Title | What Is an American Muslim? PDF eBook |
Author | ʻAbd Allāh Aḥmad Naʻīm |
Publisher | Oxford University Press |
Pages | 234 |
Release | 2014-03 |
Genre | Political Science |
ISBN | 0199895694 |
Abdullah An-na'im offers a pioneering exploration of American Muslim citizenship and identity, arguing against the prevalent emphasis on majority-minority politics and instead promoting a shared citizenship that both accommodates and transcends religious identity. Many scholars and community leaders have called on American Muslims to engage with or integrate into mainstream American culture. Such calls tend to assume that there is a distinctive, monolithic, minority religious identity for American Muslims. Rejecting the closed categories that determine the minority status of a particular group and that, in turn, impede active, engaged citizenship, An-na'im draws attention to the relational nature of identity, emphasizing a common base of national membership and advancing a legal approach to a public recognition of a person's status as citizen. Rather than perceive themselves or accept being perceived by others as a monolithic minority, he argues, American Muslims should view themselves as American citizens who happen to be Muslims. As American citizens, they share a vast array of identities with other American citizens, whether ethnic, political, or socio-economic. But none of these identities qualify or limit their citizenship. An-na'im urges members of the American Muslim community to take a proactive, affirmative view of their citizenship in order to realize their rights fully and fulfill their obligations in social and cultural as well as political and legal terms. He shows that the freedom to associate with others in order to engage in civic action to advance rights and interests is integral to the underlying rationale of citizenship and not something that must be relinquished to become an American citizen. What Is an American Muslim? provides acute insight into the nature of citizenship and identity, the place of religious affiliation in American society, and what it means to share in a collective identity.

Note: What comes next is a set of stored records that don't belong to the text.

#![allow(clippy::assign_op_pattern)]

use histree::hash::{Digest, Hashable};
use uint::construct_uint;

use crate::errors::{self, AppError};

construct_uint! {
    /// 256-bit unsigned integer.
    struct U256(4);
}

/// How a salt given on the command line is hashed
///
/// Decimal numbers hash as 256-bit words (negative numbers as two's complement) and `0x`-prefixed
/// strings as the bytes they encode, the same way the ledger's client library would hash them.
/// Anything else hashes as text
#[derive(Debug, Clone, PartialEq, Eq)]
pub(crate) enum Salt {
    Word([u8; 32]),
    Bytes(Vec<u8>),
    Text(String),
}

impl Salt {
    pub(crate) fn parse(salt: &str) -> errors::Result<Self> {
        if let Some(hex) = salt.strip_prefix("0x") {
            return Ok(Self::Bytes(hex::decode(hex)?));
        }

        let (negative, digits) = match salt.strip_prefix('-') {
            Some(digits) => (true, digits),
            None => (false, salt),
        };

        if digits.is_empty() || !digits.bytes().all(|b| b.is_ascii_digit()) {
            return Ok(Self::Text(salt.to_string()));
        }

        let out_of_range = || AppError::SaltOutOfRange(salt.to_string());
        let magnitude = U256::from_dec_str(digits).map_err(|_| out_of_range())?;

        let word = if negative {
            if magnitude > U256::one() << 255 {
                return Err(out_of_range());
            }
            (!magnitude).overflowing_add(U256::one()).0
        } else {
            magnitude
        };

        let mut bytes = [0u8; 32];
        word.to_big_endian(&mut bytes);

        Ok(Self::Word(bytes))
    }
}

impl Hashable for Salt {
    fn hash(&self) -> Digest {
        match self {
            Self::Word(word) => word.hash(),
            Self::Bytes(bytes) => bytes.hash(),
            Self::Text(text) => text.hash(),
        }
    }
}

Embracing Muslims in a Catholic Land: Rethinking the Genesis of Islām in Mexico
Title | Embracing Muslims in a Catholic Land: Rethinking the Genesis of Islām in Mexico PDF eBook |
Author | Jonathan Benzion |
Publisher | BRILL |
Pages | 261 |
Release | 2022-02-28 |
Genre | Social Science |
ISBN | 9004510311 |
This work is an academic pursuit that aims to produce innovative scholarly general interest that explores, through a fresh perspective and from a historical approach and a multidisciplinary angle, an understudied subject of Colonial and Early Independent Mexico’s History: Islam.